(DATA SUPPLIED):

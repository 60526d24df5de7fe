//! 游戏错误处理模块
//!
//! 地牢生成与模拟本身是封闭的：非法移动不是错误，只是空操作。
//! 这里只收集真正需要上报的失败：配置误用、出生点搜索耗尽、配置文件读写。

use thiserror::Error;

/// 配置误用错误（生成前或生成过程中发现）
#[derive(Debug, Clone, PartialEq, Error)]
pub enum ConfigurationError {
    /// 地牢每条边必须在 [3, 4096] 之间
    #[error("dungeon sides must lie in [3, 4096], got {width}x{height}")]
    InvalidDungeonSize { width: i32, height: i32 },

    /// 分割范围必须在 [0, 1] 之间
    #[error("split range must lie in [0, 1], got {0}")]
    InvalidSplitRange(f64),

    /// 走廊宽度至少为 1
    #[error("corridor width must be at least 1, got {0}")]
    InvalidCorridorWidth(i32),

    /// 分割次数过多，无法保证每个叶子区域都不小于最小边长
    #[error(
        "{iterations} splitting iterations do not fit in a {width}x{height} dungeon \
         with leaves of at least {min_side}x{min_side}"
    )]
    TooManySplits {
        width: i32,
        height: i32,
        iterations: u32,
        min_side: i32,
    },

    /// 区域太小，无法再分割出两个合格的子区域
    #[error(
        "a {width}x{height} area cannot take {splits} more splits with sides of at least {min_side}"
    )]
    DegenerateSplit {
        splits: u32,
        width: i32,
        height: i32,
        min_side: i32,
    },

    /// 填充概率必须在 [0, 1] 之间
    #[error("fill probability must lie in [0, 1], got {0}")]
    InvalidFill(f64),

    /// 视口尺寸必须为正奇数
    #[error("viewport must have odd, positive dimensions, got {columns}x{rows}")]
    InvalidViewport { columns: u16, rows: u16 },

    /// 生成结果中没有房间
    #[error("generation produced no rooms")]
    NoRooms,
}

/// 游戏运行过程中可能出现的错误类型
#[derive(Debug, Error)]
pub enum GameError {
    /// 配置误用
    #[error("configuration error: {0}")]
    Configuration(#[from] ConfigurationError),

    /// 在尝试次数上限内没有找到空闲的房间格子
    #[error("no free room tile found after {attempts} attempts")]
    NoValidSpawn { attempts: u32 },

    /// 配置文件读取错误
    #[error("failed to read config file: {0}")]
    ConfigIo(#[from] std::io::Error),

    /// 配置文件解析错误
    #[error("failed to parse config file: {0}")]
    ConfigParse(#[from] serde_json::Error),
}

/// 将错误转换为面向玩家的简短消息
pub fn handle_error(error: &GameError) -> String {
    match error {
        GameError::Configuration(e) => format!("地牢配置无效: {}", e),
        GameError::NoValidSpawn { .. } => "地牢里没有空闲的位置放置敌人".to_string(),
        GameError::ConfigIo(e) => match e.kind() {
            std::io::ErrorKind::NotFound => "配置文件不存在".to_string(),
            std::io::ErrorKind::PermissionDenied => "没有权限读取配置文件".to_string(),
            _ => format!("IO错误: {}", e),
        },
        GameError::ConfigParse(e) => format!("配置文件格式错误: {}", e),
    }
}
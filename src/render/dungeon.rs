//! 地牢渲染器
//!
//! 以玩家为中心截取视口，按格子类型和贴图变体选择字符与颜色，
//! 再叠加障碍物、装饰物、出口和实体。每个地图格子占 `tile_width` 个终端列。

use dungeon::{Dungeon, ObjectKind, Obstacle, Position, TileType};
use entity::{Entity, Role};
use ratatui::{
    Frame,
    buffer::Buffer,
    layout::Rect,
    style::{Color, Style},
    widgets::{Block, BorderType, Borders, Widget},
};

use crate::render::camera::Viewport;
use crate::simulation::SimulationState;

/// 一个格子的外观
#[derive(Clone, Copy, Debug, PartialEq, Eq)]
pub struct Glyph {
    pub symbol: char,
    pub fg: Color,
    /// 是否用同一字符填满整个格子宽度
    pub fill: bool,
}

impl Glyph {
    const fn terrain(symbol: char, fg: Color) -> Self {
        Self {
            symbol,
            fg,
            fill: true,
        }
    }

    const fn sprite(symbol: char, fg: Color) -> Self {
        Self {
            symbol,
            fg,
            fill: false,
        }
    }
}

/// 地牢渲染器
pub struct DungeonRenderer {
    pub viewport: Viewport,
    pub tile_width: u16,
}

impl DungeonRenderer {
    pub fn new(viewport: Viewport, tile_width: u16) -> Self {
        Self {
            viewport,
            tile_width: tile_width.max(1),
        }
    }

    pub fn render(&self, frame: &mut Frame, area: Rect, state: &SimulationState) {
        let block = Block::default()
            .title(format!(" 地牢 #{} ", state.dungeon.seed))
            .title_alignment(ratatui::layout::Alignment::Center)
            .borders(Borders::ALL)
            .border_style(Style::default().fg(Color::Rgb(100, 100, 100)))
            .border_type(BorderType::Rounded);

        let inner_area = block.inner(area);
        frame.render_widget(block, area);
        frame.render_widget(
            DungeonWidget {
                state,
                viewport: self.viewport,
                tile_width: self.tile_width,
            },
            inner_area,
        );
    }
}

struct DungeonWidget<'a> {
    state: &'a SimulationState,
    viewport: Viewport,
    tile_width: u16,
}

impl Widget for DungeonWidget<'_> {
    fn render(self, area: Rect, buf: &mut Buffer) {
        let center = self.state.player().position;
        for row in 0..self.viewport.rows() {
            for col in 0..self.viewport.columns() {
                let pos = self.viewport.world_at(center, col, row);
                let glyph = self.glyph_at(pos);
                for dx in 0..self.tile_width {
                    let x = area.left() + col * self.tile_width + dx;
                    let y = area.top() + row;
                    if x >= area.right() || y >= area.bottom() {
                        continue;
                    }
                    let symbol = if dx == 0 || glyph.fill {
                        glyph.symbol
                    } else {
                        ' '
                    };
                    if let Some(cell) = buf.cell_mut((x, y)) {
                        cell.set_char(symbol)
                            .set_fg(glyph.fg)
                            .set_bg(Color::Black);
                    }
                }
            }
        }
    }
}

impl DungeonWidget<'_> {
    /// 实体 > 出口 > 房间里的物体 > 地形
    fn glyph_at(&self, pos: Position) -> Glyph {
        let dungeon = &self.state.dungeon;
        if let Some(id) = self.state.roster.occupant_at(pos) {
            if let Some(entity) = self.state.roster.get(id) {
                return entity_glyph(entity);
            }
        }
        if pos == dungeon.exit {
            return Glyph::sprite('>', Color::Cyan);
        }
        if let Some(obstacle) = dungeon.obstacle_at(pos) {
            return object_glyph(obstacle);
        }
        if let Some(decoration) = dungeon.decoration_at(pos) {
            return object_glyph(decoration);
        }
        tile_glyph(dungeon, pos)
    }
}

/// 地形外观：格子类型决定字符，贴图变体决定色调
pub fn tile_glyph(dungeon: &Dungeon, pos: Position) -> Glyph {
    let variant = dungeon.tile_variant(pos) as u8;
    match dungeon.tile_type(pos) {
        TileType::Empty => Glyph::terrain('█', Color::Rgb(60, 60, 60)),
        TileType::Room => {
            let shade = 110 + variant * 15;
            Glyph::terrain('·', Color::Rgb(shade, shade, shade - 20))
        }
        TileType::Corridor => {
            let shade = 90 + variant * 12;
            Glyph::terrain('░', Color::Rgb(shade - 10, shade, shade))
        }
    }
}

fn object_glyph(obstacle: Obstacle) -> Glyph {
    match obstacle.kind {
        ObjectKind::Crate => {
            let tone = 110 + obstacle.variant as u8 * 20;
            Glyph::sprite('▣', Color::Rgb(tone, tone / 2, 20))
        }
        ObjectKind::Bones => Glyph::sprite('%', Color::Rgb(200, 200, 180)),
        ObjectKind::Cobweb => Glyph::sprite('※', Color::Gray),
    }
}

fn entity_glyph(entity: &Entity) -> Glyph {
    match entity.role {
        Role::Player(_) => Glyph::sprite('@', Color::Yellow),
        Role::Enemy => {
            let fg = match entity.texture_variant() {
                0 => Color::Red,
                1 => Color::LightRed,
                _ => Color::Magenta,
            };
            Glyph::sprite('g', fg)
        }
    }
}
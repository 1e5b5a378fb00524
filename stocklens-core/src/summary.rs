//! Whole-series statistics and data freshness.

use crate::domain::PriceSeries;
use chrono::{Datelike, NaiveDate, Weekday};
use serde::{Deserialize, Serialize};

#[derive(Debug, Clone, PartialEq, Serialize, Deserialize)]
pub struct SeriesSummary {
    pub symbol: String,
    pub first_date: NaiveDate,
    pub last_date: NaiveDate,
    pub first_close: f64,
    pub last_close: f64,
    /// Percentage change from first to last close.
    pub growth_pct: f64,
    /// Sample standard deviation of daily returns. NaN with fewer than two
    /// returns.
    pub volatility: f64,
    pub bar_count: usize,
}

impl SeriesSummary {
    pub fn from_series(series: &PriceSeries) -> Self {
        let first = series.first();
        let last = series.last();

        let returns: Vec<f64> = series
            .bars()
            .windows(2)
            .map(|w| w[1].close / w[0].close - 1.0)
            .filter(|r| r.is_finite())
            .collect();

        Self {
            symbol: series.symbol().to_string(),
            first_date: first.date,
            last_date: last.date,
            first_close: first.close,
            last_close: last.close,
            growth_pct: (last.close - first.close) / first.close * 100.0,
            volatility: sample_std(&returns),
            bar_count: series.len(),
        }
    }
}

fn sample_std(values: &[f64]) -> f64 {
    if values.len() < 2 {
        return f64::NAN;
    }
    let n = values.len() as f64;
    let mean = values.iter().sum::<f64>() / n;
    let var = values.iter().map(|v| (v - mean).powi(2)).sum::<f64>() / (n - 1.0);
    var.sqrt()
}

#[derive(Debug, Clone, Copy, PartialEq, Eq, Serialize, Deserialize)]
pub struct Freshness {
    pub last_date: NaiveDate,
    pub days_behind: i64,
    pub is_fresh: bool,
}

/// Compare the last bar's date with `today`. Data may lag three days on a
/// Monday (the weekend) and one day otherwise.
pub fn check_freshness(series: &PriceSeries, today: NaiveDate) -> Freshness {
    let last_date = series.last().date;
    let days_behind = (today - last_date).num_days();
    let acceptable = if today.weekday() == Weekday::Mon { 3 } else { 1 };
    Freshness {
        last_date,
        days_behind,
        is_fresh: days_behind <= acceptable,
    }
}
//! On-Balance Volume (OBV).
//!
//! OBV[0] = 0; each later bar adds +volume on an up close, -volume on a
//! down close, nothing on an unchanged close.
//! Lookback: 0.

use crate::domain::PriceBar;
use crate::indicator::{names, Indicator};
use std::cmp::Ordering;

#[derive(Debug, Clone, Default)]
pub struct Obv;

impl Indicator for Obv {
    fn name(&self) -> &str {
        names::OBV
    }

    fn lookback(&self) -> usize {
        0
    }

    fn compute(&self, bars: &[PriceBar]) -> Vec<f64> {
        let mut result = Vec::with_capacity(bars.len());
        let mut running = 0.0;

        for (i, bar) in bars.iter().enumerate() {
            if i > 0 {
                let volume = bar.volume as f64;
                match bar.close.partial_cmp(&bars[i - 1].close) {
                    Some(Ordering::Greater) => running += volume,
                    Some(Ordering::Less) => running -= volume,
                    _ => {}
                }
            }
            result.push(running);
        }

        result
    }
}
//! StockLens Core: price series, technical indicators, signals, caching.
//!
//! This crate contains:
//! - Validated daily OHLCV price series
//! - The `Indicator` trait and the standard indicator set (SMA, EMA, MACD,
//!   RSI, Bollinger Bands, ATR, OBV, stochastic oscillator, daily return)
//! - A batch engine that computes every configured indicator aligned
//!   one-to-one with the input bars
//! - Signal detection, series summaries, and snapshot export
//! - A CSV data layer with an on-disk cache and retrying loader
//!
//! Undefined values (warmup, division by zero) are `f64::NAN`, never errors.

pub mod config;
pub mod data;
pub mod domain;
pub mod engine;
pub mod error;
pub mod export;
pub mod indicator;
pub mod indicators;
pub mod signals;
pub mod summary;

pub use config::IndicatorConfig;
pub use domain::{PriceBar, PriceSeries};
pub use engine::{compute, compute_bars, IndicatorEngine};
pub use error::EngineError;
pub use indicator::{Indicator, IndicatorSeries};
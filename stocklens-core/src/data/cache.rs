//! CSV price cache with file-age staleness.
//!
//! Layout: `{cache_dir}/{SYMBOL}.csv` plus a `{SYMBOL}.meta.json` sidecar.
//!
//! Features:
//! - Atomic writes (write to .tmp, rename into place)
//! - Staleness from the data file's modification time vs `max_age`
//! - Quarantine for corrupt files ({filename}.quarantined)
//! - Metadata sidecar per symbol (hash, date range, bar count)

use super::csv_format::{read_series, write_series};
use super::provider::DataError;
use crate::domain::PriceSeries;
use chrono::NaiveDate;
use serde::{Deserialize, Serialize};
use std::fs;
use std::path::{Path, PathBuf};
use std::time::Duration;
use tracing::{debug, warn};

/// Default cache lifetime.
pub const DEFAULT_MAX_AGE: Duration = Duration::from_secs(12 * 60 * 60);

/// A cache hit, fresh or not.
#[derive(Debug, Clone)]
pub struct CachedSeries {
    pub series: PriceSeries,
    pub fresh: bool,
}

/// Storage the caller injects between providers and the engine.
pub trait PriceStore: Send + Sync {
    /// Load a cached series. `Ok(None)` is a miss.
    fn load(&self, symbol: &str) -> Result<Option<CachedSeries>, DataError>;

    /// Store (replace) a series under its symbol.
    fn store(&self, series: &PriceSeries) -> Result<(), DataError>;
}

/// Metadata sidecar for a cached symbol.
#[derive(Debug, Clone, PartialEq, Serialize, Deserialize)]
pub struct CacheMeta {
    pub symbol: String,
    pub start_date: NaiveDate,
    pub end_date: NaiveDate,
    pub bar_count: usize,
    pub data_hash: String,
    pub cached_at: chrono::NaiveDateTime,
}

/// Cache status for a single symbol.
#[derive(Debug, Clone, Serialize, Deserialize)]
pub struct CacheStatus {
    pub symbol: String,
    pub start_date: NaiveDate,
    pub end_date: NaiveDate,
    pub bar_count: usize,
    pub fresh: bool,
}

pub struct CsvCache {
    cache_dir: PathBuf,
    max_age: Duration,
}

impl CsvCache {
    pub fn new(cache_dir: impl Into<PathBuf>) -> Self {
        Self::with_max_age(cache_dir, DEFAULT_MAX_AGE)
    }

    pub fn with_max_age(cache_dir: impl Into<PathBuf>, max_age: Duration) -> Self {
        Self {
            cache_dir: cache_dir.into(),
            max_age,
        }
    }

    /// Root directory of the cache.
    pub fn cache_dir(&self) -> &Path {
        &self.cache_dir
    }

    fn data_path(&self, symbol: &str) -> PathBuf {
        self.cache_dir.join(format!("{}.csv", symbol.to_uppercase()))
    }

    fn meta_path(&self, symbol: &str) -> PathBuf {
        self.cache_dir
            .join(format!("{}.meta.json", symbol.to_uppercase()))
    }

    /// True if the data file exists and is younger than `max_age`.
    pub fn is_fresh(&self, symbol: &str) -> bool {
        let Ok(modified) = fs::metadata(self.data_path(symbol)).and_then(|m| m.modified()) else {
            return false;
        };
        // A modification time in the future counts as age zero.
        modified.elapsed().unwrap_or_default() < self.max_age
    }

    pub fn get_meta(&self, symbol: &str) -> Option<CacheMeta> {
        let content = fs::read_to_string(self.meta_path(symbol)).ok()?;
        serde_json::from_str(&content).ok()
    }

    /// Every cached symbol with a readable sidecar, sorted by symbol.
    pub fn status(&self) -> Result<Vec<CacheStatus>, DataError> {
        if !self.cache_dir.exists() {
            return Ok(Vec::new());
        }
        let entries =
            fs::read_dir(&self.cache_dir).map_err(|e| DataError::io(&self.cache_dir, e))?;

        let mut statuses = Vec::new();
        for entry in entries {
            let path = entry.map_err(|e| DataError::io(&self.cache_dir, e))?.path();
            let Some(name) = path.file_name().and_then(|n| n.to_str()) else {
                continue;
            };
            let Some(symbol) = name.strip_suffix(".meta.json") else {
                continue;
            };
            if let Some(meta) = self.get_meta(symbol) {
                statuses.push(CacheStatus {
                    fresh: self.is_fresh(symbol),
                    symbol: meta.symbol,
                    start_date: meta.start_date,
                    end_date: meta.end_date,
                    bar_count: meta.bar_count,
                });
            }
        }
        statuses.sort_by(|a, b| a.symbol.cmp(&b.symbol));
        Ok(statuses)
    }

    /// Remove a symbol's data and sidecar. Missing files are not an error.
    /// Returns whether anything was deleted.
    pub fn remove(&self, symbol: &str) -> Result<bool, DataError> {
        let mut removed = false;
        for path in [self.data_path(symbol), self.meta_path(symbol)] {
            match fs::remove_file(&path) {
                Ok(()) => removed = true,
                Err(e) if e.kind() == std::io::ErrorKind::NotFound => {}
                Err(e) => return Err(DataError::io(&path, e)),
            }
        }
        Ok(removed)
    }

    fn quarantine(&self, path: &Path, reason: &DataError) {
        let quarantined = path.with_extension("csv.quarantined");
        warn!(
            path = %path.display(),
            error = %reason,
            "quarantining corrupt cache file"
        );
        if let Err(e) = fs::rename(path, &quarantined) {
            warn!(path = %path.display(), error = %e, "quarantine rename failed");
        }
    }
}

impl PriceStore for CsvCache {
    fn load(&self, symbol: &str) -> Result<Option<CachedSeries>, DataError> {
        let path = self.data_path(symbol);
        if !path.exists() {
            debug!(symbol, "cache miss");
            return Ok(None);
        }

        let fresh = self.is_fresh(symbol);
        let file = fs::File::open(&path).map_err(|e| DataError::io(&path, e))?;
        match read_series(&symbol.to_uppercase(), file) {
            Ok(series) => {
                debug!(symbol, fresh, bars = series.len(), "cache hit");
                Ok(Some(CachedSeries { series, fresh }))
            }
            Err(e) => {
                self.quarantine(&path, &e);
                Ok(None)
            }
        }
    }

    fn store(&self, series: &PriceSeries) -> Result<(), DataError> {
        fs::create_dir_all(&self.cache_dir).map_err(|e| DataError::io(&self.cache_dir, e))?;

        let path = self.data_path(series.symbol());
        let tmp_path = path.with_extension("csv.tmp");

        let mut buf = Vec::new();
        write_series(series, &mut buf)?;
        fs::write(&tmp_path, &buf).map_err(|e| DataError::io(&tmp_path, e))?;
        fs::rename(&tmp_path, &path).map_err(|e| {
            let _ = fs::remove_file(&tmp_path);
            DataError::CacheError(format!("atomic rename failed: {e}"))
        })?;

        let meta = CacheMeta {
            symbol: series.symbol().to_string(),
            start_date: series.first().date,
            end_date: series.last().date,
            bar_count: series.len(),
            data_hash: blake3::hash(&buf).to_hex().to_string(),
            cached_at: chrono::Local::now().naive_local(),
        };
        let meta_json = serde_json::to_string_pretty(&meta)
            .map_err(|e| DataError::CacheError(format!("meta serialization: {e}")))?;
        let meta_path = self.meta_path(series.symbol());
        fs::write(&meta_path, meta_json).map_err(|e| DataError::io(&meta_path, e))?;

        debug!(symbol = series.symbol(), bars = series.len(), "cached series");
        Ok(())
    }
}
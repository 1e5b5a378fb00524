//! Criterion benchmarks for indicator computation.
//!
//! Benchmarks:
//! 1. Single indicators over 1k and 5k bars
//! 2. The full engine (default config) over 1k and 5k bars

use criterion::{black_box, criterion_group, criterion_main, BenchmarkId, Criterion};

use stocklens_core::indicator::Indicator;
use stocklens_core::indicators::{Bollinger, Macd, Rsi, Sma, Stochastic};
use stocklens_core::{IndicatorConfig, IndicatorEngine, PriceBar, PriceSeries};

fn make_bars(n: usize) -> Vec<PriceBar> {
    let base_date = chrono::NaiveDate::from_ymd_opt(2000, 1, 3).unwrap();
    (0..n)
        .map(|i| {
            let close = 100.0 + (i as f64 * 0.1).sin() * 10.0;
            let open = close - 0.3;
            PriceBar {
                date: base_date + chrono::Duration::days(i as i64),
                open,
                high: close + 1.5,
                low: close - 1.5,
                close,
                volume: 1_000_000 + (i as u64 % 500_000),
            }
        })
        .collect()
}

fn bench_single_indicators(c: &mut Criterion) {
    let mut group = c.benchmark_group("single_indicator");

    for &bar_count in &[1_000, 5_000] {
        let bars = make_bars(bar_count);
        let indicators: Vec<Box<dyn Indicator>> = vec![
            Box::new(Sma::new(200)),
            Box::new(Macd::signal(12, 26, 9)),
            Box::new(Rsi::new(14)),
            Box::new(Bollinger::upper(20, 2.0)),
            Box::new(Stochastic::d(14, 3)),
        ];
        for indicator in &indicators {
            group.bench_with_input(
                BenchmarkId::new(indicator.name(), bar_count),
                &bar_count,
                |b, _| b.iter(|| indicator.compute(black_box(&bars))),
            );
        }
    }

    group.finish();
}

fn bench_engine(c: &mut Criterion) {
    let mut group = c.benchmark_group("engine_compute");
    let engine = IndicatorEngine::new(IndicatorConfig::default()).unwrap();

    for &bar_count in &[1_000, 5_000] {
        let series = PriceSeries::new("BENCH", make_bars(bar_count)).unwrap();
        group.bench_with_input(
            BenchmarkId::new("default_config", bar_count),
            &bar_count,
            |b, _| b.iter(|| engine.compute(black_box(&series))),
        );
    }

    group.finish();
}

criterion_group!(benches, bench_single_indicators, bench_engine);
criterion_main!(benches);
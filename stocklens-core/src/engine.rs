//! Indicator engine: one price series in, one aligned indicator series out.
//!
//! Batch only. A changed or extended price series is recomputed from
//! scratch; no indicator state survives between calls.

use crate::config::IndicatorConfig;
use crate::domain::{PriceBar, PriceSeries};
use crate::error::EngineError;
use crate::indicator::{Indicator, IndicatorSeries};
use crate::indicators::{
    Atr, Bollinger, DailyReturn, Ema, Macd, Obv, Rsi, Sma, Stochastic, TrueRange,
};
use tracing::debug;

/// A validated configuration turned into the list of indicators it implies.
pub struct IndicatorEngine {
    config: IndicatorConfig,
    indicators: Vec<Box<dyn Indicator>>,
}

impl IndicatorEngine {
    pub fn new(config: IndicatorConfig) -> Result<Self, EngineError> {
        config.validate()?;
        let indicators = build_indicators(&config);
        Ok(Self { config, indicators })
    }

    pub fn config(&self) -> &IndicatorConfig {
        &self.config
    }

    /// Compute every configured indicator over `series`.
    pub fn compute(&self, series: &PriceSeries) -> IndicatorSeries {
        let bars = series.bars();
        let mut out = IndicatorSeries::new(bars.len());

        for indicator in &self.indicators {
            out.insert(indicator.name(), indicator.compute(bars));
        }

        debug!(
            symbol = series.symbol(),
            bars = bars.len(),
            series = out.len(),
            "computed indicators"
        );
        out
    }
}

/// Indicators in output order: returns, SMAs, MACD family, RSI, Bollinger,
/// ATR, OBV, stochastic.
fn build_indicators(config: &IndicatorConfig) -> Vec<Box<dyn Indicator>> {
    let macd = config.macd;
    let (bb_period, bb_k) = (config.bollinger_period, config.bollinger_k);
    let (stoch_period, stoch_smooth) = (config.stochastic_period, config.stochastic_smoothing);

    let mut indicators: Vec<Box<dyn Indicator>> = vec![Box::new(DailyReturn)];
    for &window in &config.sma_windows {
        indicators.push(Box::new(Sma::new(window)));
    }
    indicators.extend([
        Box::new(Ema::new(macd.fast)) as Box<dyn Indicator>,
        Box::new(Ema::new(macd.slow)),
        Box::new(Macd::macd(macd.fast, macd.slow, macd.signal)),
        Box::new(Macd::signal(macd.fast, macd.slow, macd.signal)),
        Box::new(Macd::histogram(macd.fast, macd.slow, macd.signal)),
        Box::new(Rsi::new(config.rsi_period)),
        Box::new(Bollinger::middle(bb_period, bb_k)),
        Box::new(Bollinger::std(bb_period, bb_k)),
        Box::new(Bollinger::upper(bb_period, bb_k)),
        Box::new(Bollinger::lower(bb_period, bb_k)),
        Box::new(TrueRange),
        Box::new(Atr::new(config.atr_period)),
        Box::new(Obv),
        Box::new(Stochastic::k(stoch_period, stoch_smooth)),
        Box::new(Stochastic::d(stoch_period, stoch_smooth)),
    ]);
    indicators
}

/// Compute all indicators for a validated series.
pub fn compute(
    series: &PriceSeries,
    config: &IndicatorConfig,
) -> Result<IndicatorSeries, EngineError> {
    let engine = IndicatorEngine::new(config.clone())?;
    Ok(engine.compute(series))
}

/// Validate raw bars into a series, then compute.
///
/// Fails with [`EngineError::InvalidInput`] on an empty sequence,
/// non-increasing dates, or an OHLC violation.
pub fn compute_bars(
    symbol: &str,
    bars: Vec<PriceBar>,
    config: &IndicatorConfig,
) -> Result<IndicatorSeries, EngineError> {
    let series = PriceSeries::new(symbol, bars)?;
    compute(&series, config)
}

(YOUR TASK):
Lines of the listing above that hold the string "slow" should each be copied.

(EXERCISE OUTPUT):
        Box::new(Ema::new(macd.slow)),
        Box::new(Macd::macd(macd.fast, macd.slow, macd.signal)),
        Box::new(Macd::signal(macd.fast, macd.slow, macd.signal)),
        Box::new(Macd::histogram(macd.fast, macd.slow, macd.signal)),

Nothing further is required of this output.